Segmentation of kidney stones in endoscopic video feeds
This work addresses the need for automated stone treatment in urology, but it is incremental as it applies existing methods to a new medical dataset.
The researchers tackled the problem of segmenting kidney stones in endoscopic video feeds by adapting and analyzing three deep learning models, achieving over 90% accuracy and real-time performance at 30 frames per second.
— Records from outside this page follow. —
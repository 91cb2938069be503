use std::{fmt, str::FromStr};

use serde::{Deserialize, Serialize};

use crate::ModelError;

/// Status transitions a technician can trigger on a scheduled order.
#[derive(Debug, Clone, Copy, PartialEq, Eq, Hash, Serialize, Deserialize)]
#[serde(rename_all = "snake_case")]
pub enum StatusChange {
    /// Technician is driving to the service address.
    OnTheWay,
    /// Technician cannot make the scheduled slot.
    HaveToReschedule,
    /// Service finished.
    Completed,
}

impl StatusChange {
    pub const ALL: [StatusChange; 3] = [
        StatusChange::OnTheWay,
        StatusChange::HaveToReschedule,
        StatusChange::Completed,
    ];

    /// Human label, as offered to the technician.
    pub fn label(&self) -> &'static str {
        match self {
            StatusChange::OnTheWay => "On the Way",
            StatusChange::HaveToReschedule => "Have to reschedule",
            StatusChange::Completed => "Completed",
        }
    }

    /// Code stored by the backend: the label lower-cased, spaces replaced by underscores.
    pub fn code(&self) -> &'static str {
        match self {
            StatusChange::OnTheWay => "on_the_way",
            StatusChange::HaveToReschedule => "have_to_reschedule",
            StatusChange::Completed => "completed",
        }
    }
}

impl fmt::Display for StatusChange {
    fn fmt(&self, f: &mut fmt::Formatter<'_>) -> fmt::Result {
        f.write_str(self.label())
    }
}

impl FromStr for StatusChange {
    type Err = ModelError;

    fn from_str(s: &str) -> Result<Self, Self::Err> {
        let norm = s.trim().to_ascii_lowercase().replace([' ', '-'], "_");
        match norm.as_str() {
            "on_the_way" | "en_route" => Ok(StatusChange::OnTheWay),
            "have_to_reschedule" | "reschedule" | "rescheduled" => {
                Ok(StatusChange::HaveToReschedule)
            }
            "completed" | "complete" => Ok(StatusChange::Completed),
            _ => Err(ModelError::UnknownStatus(s.to_string())),
        }
    }
}

#[cfg(test)]
mod tests {
    use super::*;

    #[test]
    fn code_is_label_lowercased_with_underscores() {
        for status in StatusChange::ALL {
            let derived = status.label().to_lowercase().replace(' ', "_");
            assert_eq!(status.code(), derived);
        }
    }

    #[test]
    fn parses_codes_labels_and_aliases() {
        assert_eq!("on_the_way".parse::<StatusChange>(), Ok(StatusChange::OnTheWay));
        assert_eq!("On the Way".parse::<StatusChange>(), Ok(StatusChange::OnTheWay));
        assert_eq!("en-route".parse::<StatusChange>(), Ok(StatusChange::OnTheWay));
        assert_eq!("reschedule".parse::<StatusChange>(), Ok(StatusChange::HaveToReschedule));
        assert_eq!("Have to reschedule".parse::<StatusChange>(), Ok(StatusChange::HaveToReschedule));
        assert_eq!(" COMPLETE ".parse::<StatusChange>(), Ok(StatusChange::Completed));
    }

    #[test]
    fn rejects_unknown_status() {
        let err = "cancelled".parse::<StatusChange>().unwrap_err();
        assert_eq!(err, ModelError::UnknownStatus("cancelled".to_string()));
    }

    #[test]
    fn serde_uses_backend_code() {
        let json = serde_json::to_string(&StatusChange::HaveToReschedule).unwrap();
        assert_eq!(json, r#""have_to_reschedule""#);

        let back: StatusChange = serde_json::from_str(r#""on_the_way""#).unwrap();
        assert_eq!(back, StatusChange::OnTheWay);
    }
}
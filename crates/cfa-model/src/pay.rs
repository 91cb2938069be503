//! Technician compensation derived from an order's billing and timing fields.
//!
//! All functions are pure: they read an [`Order`] snapshot and never touch it.

use crate::Order;

/// Sentinel shown wherever a value is undefined (e.g. rate without an estimate).
pub const NOT_AVAILABLE: &str = "N/A";

const MINUTES_PER_HOUR: f64 = 60.0;

/// Whole-unit services total (floored) plus half of the travel fee.
///
/// Absent fields count as zero.
pub fn tech_pay(order: &Order) -> f64 {
    let base_pay = order.services_total.unwrap_or(0.0).floor();
    let extra_pay = order.travel_fee.unwrap_or(0.0) / 2.0;
    base_pay + extra_pay
}

/// Pay per hour of estimated work, `tech_pay * 60 / estimated_minutes`.
///
/// `None` when the estimate is absent or not positive.
pub fn hourly_rate(order: &Order) -> Option<f64> {
    match order.estimated_minutes {
        Some(minutes) if minutes > 0.0 => Some(tech_pay(order) * MINUTES_PER_HOUR / minutes),
        _ => None,
    }
}

/// `"$X.XX/hr"`, or [`NOT_AVAILABLE`] when the rate is undefined.
pub fn format_hourly_rate(order: &Order) -> String {
    match hourly_rate(order) {
        Some(rate) => format!("{}/hr", format_currency(rate)),
        None => NOT_AVAILABLE.to_string(),
    }
}

/// Dollar amount with exactly two decimals.
pub fn format_currency(amount: f64) -> String {
    format!("${amount:.2}")
}

/// `"1h 30m"` from 60 minutes up, `"45 min"` below; absent is `"0 min"`.
///
/// Fractional minutes are truncated.
pub fn format_estimated_duration(minutes: Option<f64>) -> String {
    let total = minutes.unwrap_or(0.0);
    let whole = total as i64;
    if total >= MINUTES_PER_HOUR {
        format!("{}h {}m", whole / 60, whole % 60)
    } else {
        format!("{whole} min")
    }
}
//! Scheduled orders together with their remaining-time state.
//!
//! Remaining times are fetched per order, concurrently, and each result is
//! folded in with [`ScheduleBoard::apply`]. Updates are keyed by order id, so
//! the final board does not depend on the order in which fetches complete.

use std::sync::Arc;

use cfa_model::{Order, OrderId, RemainingDuration};
use tokio::task::JoinSet;
use tracing::{debug, warn};

use crate::TechApi;

/// What is known about an order's remaining time.
#[derive(Debug, Clone, PartialEq, Eq)]
pub enum RemainingState {
    /// Not fetched yet.
    Pending,
    Known(RemainingDuration),
    /// Last fetch failed; holds the reason.
    Failed(String),
}

#[derive(Debug, Clone)]
pub struct ScheduledEntry {
    pub order: Order,
    pub remaining: RemainingState,
}

impl ScheduledEntry {
    pub fn id(&self) -> Option<&OrderId> {
        self.order.id.as_ref()
    }

    /// Tiered prose, e.g. `"2 days remaining"`.
    pub fn remaining_text(&self) -> Option<String> {
        match &self.remaining {
            RemainingState::Known(d) => Some(d.describe()),
            _ => None,
        }
    }

    /// Compact tokens, e.g. `"2d 3h 15m"`.
    pub fn remaining_compact(&self) -> Option<String> {
        match &self.remaining {
            RemainingState::Known(d) => Some(d.compact()),
            _ => None,
        }
    }
}

/// Result of one remaining-time fetch.
#[derive(Debug, Clone, PartialEq, Eq)]
pub struct RemainingUpdate {
    pub id: OrderId,
    pub state: RemainingState,
}

#[derive(Debug, Clone, Default)]
pub struct ScheduleBoard {
    entries: Vec<ScheduledEntry>,
}

impl ScheduleBoard {
    /// Board in backend order, every entry [`RemainingState::Pending`].
    pub fn new(orders: Vec<Order>) -> Self {
        let entries = orders
            .into_iter()
            .map(|order| ScheduledEntry {
                order,
                remaining: RemainingState::Pending,
            })
            .collect();
        Self { entries }
    }

    pub fn entries(&self) -> &[ScheduledEntry] {
        &self.entries
    }

    pub fn len(&self) -> usize {
        self.entries.len()
    }

    pub fn is_empty(&self) -> bool {
        self.entries.is_empty()
    }

    pub fn get(&self, id: &OrderId) -> Option<&ScheduledEntry> {
        self.entries.iter().find(|e| e.id() == Some(id))
    }

    /// Ids of entries that can be addressed on the backend.
    pub fn ids(&self) -> Vec<OrderId> {
        self.entries.iter().filter_map(|e| e.id().cloned()).collect()
    }

    /// Merge one update by id. Unknown ids are ignored; re-applying an update is a no-op.
    pub fn apply(mut self, update: RemainingUpdate) -> Self {
        for entry in self.entries.iter_mut().filter(|e| e.id() == Some(&update.id)) {
            entry.remaining = update.state.clone();
        }
        self
    }

    pub fn apply_all(self, updates: impl IntoIterator<Item = RemainingUpdate>) -> Self {
        updates.into_iter().fold(self, ScheduleBoard::apply)
    }

    /// Swap in a fresh order list, carrying over remaining state for ids still present.
    pub fn replace_orders(self, orders: Vec<Order>) -> Self {
        let carried: Vec<RemainingUpdate> = self
            .entries
            .into_iter()
            .filter_map(|e| {
                let id = e.order.id?;
                Some(RemainingUpdate {
                    id,
                    state: e.remaining,
                })
            })
            .collect();
        ScheduleBoard::new(orders).apply_all(carried)
    }
}

/// Fetch remaining time for every id concurrently, one task per order.
///
/// Failures are captured per order and never abort the others.
pub async fn fetch_remaining<A>(api: Arc<A>, ids: Vec<OrderId>) -> Vec<RemainingUpdate>
where
    A: TechApi + ?Sized,
{
    let mut set = JoinSet::new();
    for id in ids {
        let api = Arc::clone(&api);
        set.spawn(async move {
            let state = match api.remaining_time(&id).await {
                Ok(duration) => RemainingState::Known(duration),
                Err(e) => {
                    warn!(order = %id, error = %e, "remaining time fetch failed");
                    RemainingState::Failed(e.to_string())
                }
            };
            RemainingUpdate { id, state }
        });
    }

    let mut updates = Vec::with_capacity(set.len());
    while let Some(joined) = set.join_next().await {
        match joined {
            Ok(update) => {
                debug!(order = %update.id, "remaining time resolved");
                updates.push(update);
            }
            Err(e) => warn!(error = %e, "remaining time task aborted"),
        }
    }
    updates
}

/// Fetch every entry's remaining time and fold the results into the board.
pub async fn refresh<A>(api: Arc<A>, board: ScheduleBoard) -> ScheduleBoard
where
    A: TechApi + ?Sized,
{
    let updates = fetch_remaining(api, board.ids()).await;
    board.apply_all(updates)
}

#[cfg(test)]
mod tests {
    use super::*;
    use crate::{ApiError, testing::FakeApi};

    fn board() -> ScheduleBoard {
        ScheduleBoard::new(vec![
            Order::with_id("a"),
            Order::with_id("b"),
            Order::default(),
            Order::with_id("c"),
        ])
    }

    fn known(id: &str, hours: u32, minutes: u32) -> RemainingUpdate {
        RemainingUpdate {
            id: OrderId::from(id),
            state: RemainingState::Known(RemainingDuration::new(hours, minutes)),
        }
    }

    fn states(board: &ScheduleBoard) -> Vec<RemainingState> {
        board.entries().iter().map(|e| e.remaining.clone()).collect()
    }

    #[test]
    fn new_board_is_pending_and_skips_idless_orders_in_ids() {
        let b = board();
        assert_eq!(b.len(), 4);
        assert!(b.entries().iter().all(|e| e.remaining == RemainingState::Pending));
        assert_eq!(
            b.ids(),
            vec![OrderId::from("a"), OrderId::from("b"), OrderId::from("c")]
        );
    }

    #[test]
    fn apply_is_order_independent() {
        let updates = vec![known("a", 1, 0), known("b", 30, 0), known("c", 0, 5)];

        let forward = board().apply_all(updates.clone());
        let backward = board().apply_all(updates.into_iter().rev());
        assert_eq!(states(&forward), states(&backward));
    }

    #[test]
    fn apply_is_idempotent_and_ignores_unknown_ids() {
        let once = board().apply(known("b", 2, 0));
        let twice = board().apply(known("b", 2, 0)).apply(known("b", 2, 0));
        assert_eq!(states(&once), states(&twice));

        let untouched = board().apply(known("zzz", 2, 0));
        assert_eq!(states(&untouched), states(&board()));
    }

    #[test]
    fn entry_renders_both_formats() {
        let b = board().apply(known("a", 27, 5));
        let entry = b.get(&OrderId::from("a")).unwrap();
        assert_eq!(entry.remaining_text().as_deref(), Some("1 day remaining"));
        assert_eq!(entry.remaining_compact().as_deref(), Some("1d 3h 5m"));

        let pending = b.get(&OrderId::from("b")).unwrap();
        assert_eq!(pending.remaining_text(), None);
    }

    #[test]
    fn replace_orders_keeps_state_for_surviving_ids() {
        let b = board().apply(known("a", 1, 0)).apply(known("c", 2, 0));
        let replaced = b.replace_orders(vec![Order::with_id("c"), Order::with_id("d")]);

        assert_eq!(
            replaced.get(&OrderId::from("c")).unwrap().remaining,
            RemainingState::Known(RemainingDuration::new(2, 0))
        );
        assert_eq!(
            replaced.get(&OrderId::from("d")).unwrap().remaining,
            RemainingState::Pending
        );
        assert!(replaced.get(&OrderId::from("a")).is_none());
    }

    #[tokio::test]
    async fn refresh_collects_out_of_order_results() {
        let api = FakeApi::default()
            .with_remaining("a", Ok(RemainingDuration::new(1, 0)), 40)
            .with_remaining("b", Ok(RemainingDuration::new(200, 0)), 0)
            .with_remaining(
                "c",
                Err(ApiError::Status {
                    status: 500,
                    message: "Internal Server Error".to_string(),
                }),
                10,
            );

        let refreshed = refresh(Arc::new(api), board()).await;

        let get = |id: &str| refreshed.get(&OrderId::from(id)).unwrap().remaining.clone();
        assert_eq!(get("a"), RemainingState::Known(RemainingDuration::new(1, 0)));
        assert_eq!(get("b"), RemainingState::Known(RemainingDuration::new(200, 0)));
        assert!(matches!(get("c"), RemainingState::Failed(reason) if reason.contains("500")));
        assert_eq!(refreshed.entries()[2].remaining, RemainingState::Pending);
    }
}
Image segmentation has been increasingly applied in medical settings as recent developments have skyrocketed the potential applications of deep learning. Urology, specifically, is one field of medicine that is primed for the adoption of a real-time image segmentation system with the long-term aim of automating endoscopic stone treatment. In this project, we explored supervised deep learning models to annotate kidney stones in surgical endoscopic video feeds. In this paper, we describe how we built a dataset from the raw videos and how we developed a pipeline to automate as much of the process as possible. For the segmentation task, we adapted and analyzed three baseline deep learning models -- U-Net, U-Net++, and DenseNet -- to predict annotations on the frames of the endoscopic videos with the highest accuracy above 90\%. To show clinical potential for real-time use, we also confirmed that our best trained model can accurately annotate new videos at 30 frames per second. Our results demonstrate that the proposed method justifies continued development and study of image segmentation to annotate ureteroscopic video feeds.